### Supplied entries

//! Scheduling context: the right to run an EC for a bounded budget at a
//! given priority. Queue membership (which per-CPU ready list an SC sits
//! in) is owned by the scheduler, not here.

use alloc::boxed::Box;
use core::ptr::NonNull;
use core::sync::atomic::{AtomicU64, AtomicUsize, Ordering};

use slab::{SlabAllocatable, SlabAllocator};
use utils::collections::id::Id;

use crate::capability::{Capability, perm};
use crate::ec::Ec;
use crate::error::{KernelError, KernelResult};
use crate::object::{ObjectHeader, ObjectKind};
use crate::pd::Pd;

/// Number of distinct priority levels, matching the per-CPU ready-queue
/// array size.
pub const PRIORITY_LEVELS: u8 = 128;

#[repr(C)]
pub struct Sc {
    header: ObjectHeader,
    pub ec: NonNull<Ec>,
    cpu: AtomicUsize,
    pub priority: u8,
    /// Ticks granted per quantum.
    pub budget: u64,
    remaining: AtomicU64,
    last_dispatch: AtomicU64,
}

unsafe impl Send for Sc {}
unsafe impl Sync for Sc {}

impl SlabAllocatable for Sc {}

static SC_SLAB: SlabAllocator<Sc> = SlabAllocator::new();

impl Sc {
    fn new(ec: NonNull<Ec>, cpu: usize, priority: u8, budget: u64) -> Self {
        Self {
            header: ObjectHeader::new(ObjectKind::Sc),
            ec,
            cpu: AtomicUsize::new(cpu),
            priority,
            budget,
            remaining: AtomicU64::new(budget),
            last_dispatch: AtomicU64::new(0),
        }
    }

    pub fn header(&self) -> &ObjectHeader {
        &self.header
    }

    pub fn cpu(&self) -> usize {
        self.cpu.load(Ordering::Acquire)
    }

    /// Rebinds this SC to `cpu`. Only valid while the SC is not enqueued
    /// anywhere; the scheduler's migration path dequeues first.
    pub fn migrate_to(&self, cpu: usize) {
        self.cpu.store(cpu, Ordering::Release);
    }

    pub fn remaining(&self) -> u64 {
        self.remaining.load(Ordering::Acquire)
    }

    /// Consumes up to `ticks` of the current quantum, returning the ticks
    /// actually charged. Never returns more than was remaining.
    pub fn charge(&self, ticks: u64) -> u64 {
        let prev = self.remaining.fetch_update(Ordering::AcqRel, Ordering::Acquire, |r| {
            Some(r.saturating_sub(ticks))
        });
        let before = prev.unwrap_or(0);
        before - before.saturating_sub(ticks)
    }

    pub fn exhausted(&self) -> bool {
        self.remaining() == 0
    }

    pub fn refill(&self) {
        self.remaining.store(self.budget, Ordering::Release);
    }

    pub fn set_last_dispatch(&self, tick: u64) {
        self.last_dispatch.store(tick, Ordering::Release);
    }

    pub fn last_dispatch(&self) -> u64 {
        self.last_dispatch.load(Ordering::Acquire)
    }
}

/// Creates an SC bound to `ec` (referenced through `ec_sel`) running on
/// `cpu` at `priority` with `budget` ticks per quantum.
pub fn create_sc(
    requestor: &Pd,
    requestor_sel: Id,
    ec_sel: Id,
    dst_sel: Id,
    cpu: usize,
    priority: u8,
    budget: u64,
) -> KernelResult<()> {
    if priority == 0 || priority >= PRIORITY_LEVELS || budget == 0 {
        return Err(KernelError::BadPar);
    }

    if !requestor.obj_space.lookup(dst_sel).is_null() {
        return Err(KernelError::BadCap);
    }

    requestor
        .obj_space
        .lookup(requestor_sel)
        .validate(ObjectKind::Pd, perm::PD)?;

    let ec_header = requestor
        .obj_space
        .lookup(ec_sel)
        .validate(ObjectKind::Ec, perm::EC)?;
    let ec = ec_header.cast::<Ec>();

    let boxed =
        Box::try_new_in(Sc::new(ec, cpu, priority, budget), &SC_SLAB).map_err(|_| KernelError::MemObj)?;
    let ptr = NonNull::from(Box::leak(boxed));

    let cap = Capability::new(ptr.cast(), perm::SC);
    requestor.obj_space.publish(dst_sel, cap)?;
    logger::debug!("captab: created SC at sel {} (cpu {cpu}, prio {priority})", dst_sel.0);
    Ok(())
}

/// # Safety
/// `ptr` must point at an `Sc` allocated by [`create_sc`] whose refcount
/// has just reached zero, and it must not be enqueued in any scheduler
/// ready list.
pub unsafe fn destroy_sc(ptr: NonNull<Sc>) {
    struct SendPtr(NonNull<Sc>);
    unsafe impl Send for SendPtr {}
    let ptr = SendPtr(ptr);

    crate::rcu::defer(move || {
        drop(unsafe { Box::from_raw_in(ptr.0.as_ptr(), &SC_SLAB) });
    });
}

#[cfg(test)]
mod tests {
    use super::*;
    use crate::object::EcSubKind;

    fn dummy_ec() -> NonNull<Ec> {
        let pd = NonNull::from(Box::leak(Box::new(Pd::new())));
        let ec = Box::leak(Box::new(Ec::new(pd, EcSubKind::Local, 0, None)));
        NonNull::from(ec)
    }

    #[test]
    fn create_sc_rejects_bad_priority() {
        let root = Pd::new();
        let header = Box::leak(Box::new(ObjectHeader::new(ObjectKind::Pd)));
        let cap = Capability::new(NonNull::from(&*header), perm::PD);
        root.obj_space.publish(Id(0), cap).unwrap();

        assert_eq!(
            create_sc(&root, Id(0), Id(1), Id(2), 0, PRIORITY_LEVELS, 10_000),
            Err(KernelError::BadPar)
        );
        assert_eq!(
            create_sc(&root, Id(0), Id(1), Id(2), 0, 0, 10_000),
            Err(KernelError::BadPar)
        );
        assert_eq!(
            create_sc(&root, Id(0), Id(1), Id(2), 0, 32, 0),
            Err(KernelError::BadPar)
        );
    }

    #[test]
    fn budget_charge_and_refill() {
        let ec = dummy_ec();
        let sc = Sc::new(ec, 0, 64, 1000);

        assert_eq!(sc.charge(400), 400);
        assert_eq!(sc.remaining(), 600);
        assert!(!sc.exhausted());

        sc.charge(600);
        assert!(sc.exhausted());

        sc.refill();
        assert_eq!(sc.remaining(), 1000);
    }

    #[test]
    fn charge_never_overdraws() {
        let ec = dummy_ec();
        let sc = Sc::new(ec, 0, 64, 100);

        assert_eq!(sc.charge(500), 100);
        assert_eq!(sc.remaining(), 0);
    }
}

### Exercise directions
Return, from the material above, each line holding the string "prev".

### Output
        let prev = self.remaining.fetch_update(Ordering::AcqRel, Ordering::Acquire, |r| {
        let before = prev.unwrap_or(0);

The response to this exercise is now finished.